Records from a data collection:
● ● ● ● ● ● ●
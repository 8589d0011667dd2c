//! Weekly availability patterns and date-specific exceptions.
//!
//! A weekly pattern is written with replace-all semantics: the input is
//! validated (no overlapping blocks within one day), compressed per day into
//! maximal blocks, and swapped in as a whole. Exceptions are sparse, additive
//! and addressed individually by id; they are never merged.

use std::collections::BTreeMap;
use std::sync::Arc;

use chrono::NaiveDate;
use tracing::info;

use crate::clock::DateRange;
use crate::error::{Result, ScheduleError};
use crate::interval::{self, Span};
use crate::model::{AgentId, ExceptionId, UnavailabilityException, WeeklyAvailabilityBlock};
use crate::store::ScheduleStore;

/// Read/write access to an agent's weekly pattern and exceptions.
#[derive(Clone)]
pub struct AvailabilityService {
    store: Arc<dyn ScheduleStore>,
}

impl AvailabilityService {
    pub fn new(store: Arc<dyn ScheduleStore>) -> Self {
        AvailabilityService { store }
    }

    /// Replace the agent's whole weekly pattern.
    ///
    /// Returns the pattern as stored: per day, sorted and maximally merged.
    ///
    /// # Errors
    /// `Validation` if a block belongs to another agent, has a day outside
    /// 0-6, is empty or inverted, or overlaps another block on the same day.
    pub fn set_weekly_availability(
        &self,
        agent_id: &AgentId,
        blocks: Vec<WeeklyAvailabilityBlock>,
    ) -> Result<Vec<WeeklyAvailabilityBlock>> {
        let mut by_day: BTreeMap<u8, Vec<WeeklyAvailabilityBlock>> = BTreeMap::new();
        for block in blocks {
            validate_block(agent_id, &block)?;
            by_day.entry(block.day_of_week).or_default().push(block);
        }

        let mut normalized = Vec::new();
        for (day, day_blocks) in by_day {
            normalized.extend(normalize_day(agent_id, day, day_blocks)?);
        }

        self.store
            .replace_weekly_pattern(agent_id, normalized.clone())?;
        info!(agent_id = %agent_id, blocks = normalized.len(), "weekly availability replaced");
        Ok(normalized)
    }

    /// Replace the blocks of a single day of week.
    pub fn set_day_availability(
        &self,
        agent_id: &AgentId,
        day_of_week: u8,
        blocks: Vec<WeeklyAvailabilityBlock>,
    ) -> Result<Vec<WeeklyAvailabilityBlock>> {
        if day_of_week > 6 {
            return Err(ScheduleError::Validation(format!(
                "day_of_week must be 0-6, got {}",
                day_of_week
            )));
        }
        for block in &blocks {
            validate_block(agent_id, block)?;
            if block.day_of_week != day_of_week {
                return Err(ScheduleError::Validation(format!(
                    "block for day {} submitted as part of day {}",
                    block.day_of_week, day_of_week
                )));
            }
        }

        let normalized = normalize_day(agent_id, day_of_week, blocks)?;
        self.store
            .replace_day_pattern(agent_id, day_of_week, normalized.clone())?;
        info!(agent_id = %agent_id, day_of_week, blocks = normalized.len(), "day availability replaced");
        Ok(normalized)
    }

    pub fn get_weekly_availability(&self, agent_id: &AgentId) -> Result<Vec<WeeklyAvailabilityBlock>> {
        self.store.weekly_pattern(agent_id)
    }

    /// Record an exception for the agent.
    pub fn add_exception(
        &self,
        agent_id: &AgentId,
        exception: UnavailabilityException,
    ) -> Result<UnavailabilityException> {
        if &exception.agent_id != agent_id {
            return Err(ScheduleError::Validation(format!(
                "exception belongs to agent {}, not {}",
                exception.agent_id, agent_id
            )));
        }
        exception.validate()?;

        self.store.insert_exception(exception.clone())?;
        info!(
            agent_id = %agent_id,
            exception_id = %exception.id,
            date = %exception.date,
            all_day = exception.is_all_day,
            "exception added"
        );
        Ok(exception)
    }

    /// Remove one exception on `date`.
    ///
    /// # Errors
    /// `NotFound` when the agent has no exception with that id on that date.
    pub fn remove_exception(
        &self,
        agent_id: &AgentId,
        date: NaiveDate,
        exception_id: ExceptionId,
    ) -> Result<()> {
        if !self
            .store
            .delete_exception(agent_id, exception_id, Some(date))?
        {
            return Err(ScheduleError::NotFound(format!(
                "exception {} on {} for agent {}",
                exception_id, date, agent_id
            )));
        }
        info!(agent_id = %agent_id, exception_id = %exception_id, "exception removed");
        Ok(())
    }

    /// Remove one exception by id alone, whatever its date.
    pub fn remove_exception_by_id(&self, agent_id: &AgentId, exception_id: ExceptionId) -> Result<()> {
        if !self.store.delete_exception(agent_id, exception_id, None)? {
            return Err(ScheduleError::NotFound(format!(
                "exception {} for agent {}",
                exception_id, agent_id
            )));
        }
        info!(agent_id = %agent_id, exception_id = %exception_id, "exception removed");
        Ok(())
    }

    pub fn get_exceptions(
        &self,
        agent_id: &AgentId,
        range: DateRange,
    ) -> Result<Vec<UnavailabilityException>> {
        self.store.exceptions(agent_id, range)
    }
}

fn validate_block(agent_id: &AgentId, block: &WeeklyAvailabilityBlock) -> Result<()> {
    if &block.agent_id != agent_id {
        return Err(ScheduleError::Validation(format!(
            "block belongs to agent {}, not {}",
            block.agent_id, agent_id
        )));
    }
    if block.day_of_week > 6 {
        return Err(ScheduleError::Validation(format!(
            "day_of_week must be 0-6, got {}",
            block.day_of_week
        )));
    }
    if block.start_time >= block.end_time {
        return Err(ScheduleError::Validation(format!(
            "block on day {} ends ({}) at or before it starts ({})",
            block.day_of_week, block.end_time, block.start_time
        )));
    }
    Ok(())
}

/// Sort one day's blocks, reject overlaps, and compress adjacent blocks with
/// equal availability.
fn normalize_day(
    agent_id: &AgentId,
    day_of_week: u8,
    blocks: Vec<WeeklyAvailabilityBlock>,
) -> Result<Vec<WeeklyAvailabilityBlock>> {
    let mut spans: Vec<Span> = blocks.iter().map(WeeklyAvailabilityBlock::span).collect();
    spans.sort_by_key(|s| (s.start, s.end));

    for pair in spans.windows(2) {
        if pair[0].end > pair[1].start {
            return Err(ScheduleError::Validation(format!(
                "blocks {}-{} and {}-{} overlap on day {}",
                pair[0].start, pair[0].end, pair[1].start, pair[1].end, day_of_week
            )));
        }
    }

    Ok(interval::compress(&spans)
        .into_iter()
        .map(|s| WeeklyAvailabilityBlock::new(agent_id.clone(), day_of_week, s.start, s.end, s.flag))
        .collect())
}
● ● ● ● ● ● ●
INSTRUCTIONS FOR THE TASK: Wherever the string "whole" occurs in the records, copy the line it is in.

COMPLETED TASK:
//! maximal blocks, and swapped in as a whole. Exceptions are sparse, additive
    /// Replace the agent's whole weekly pattern.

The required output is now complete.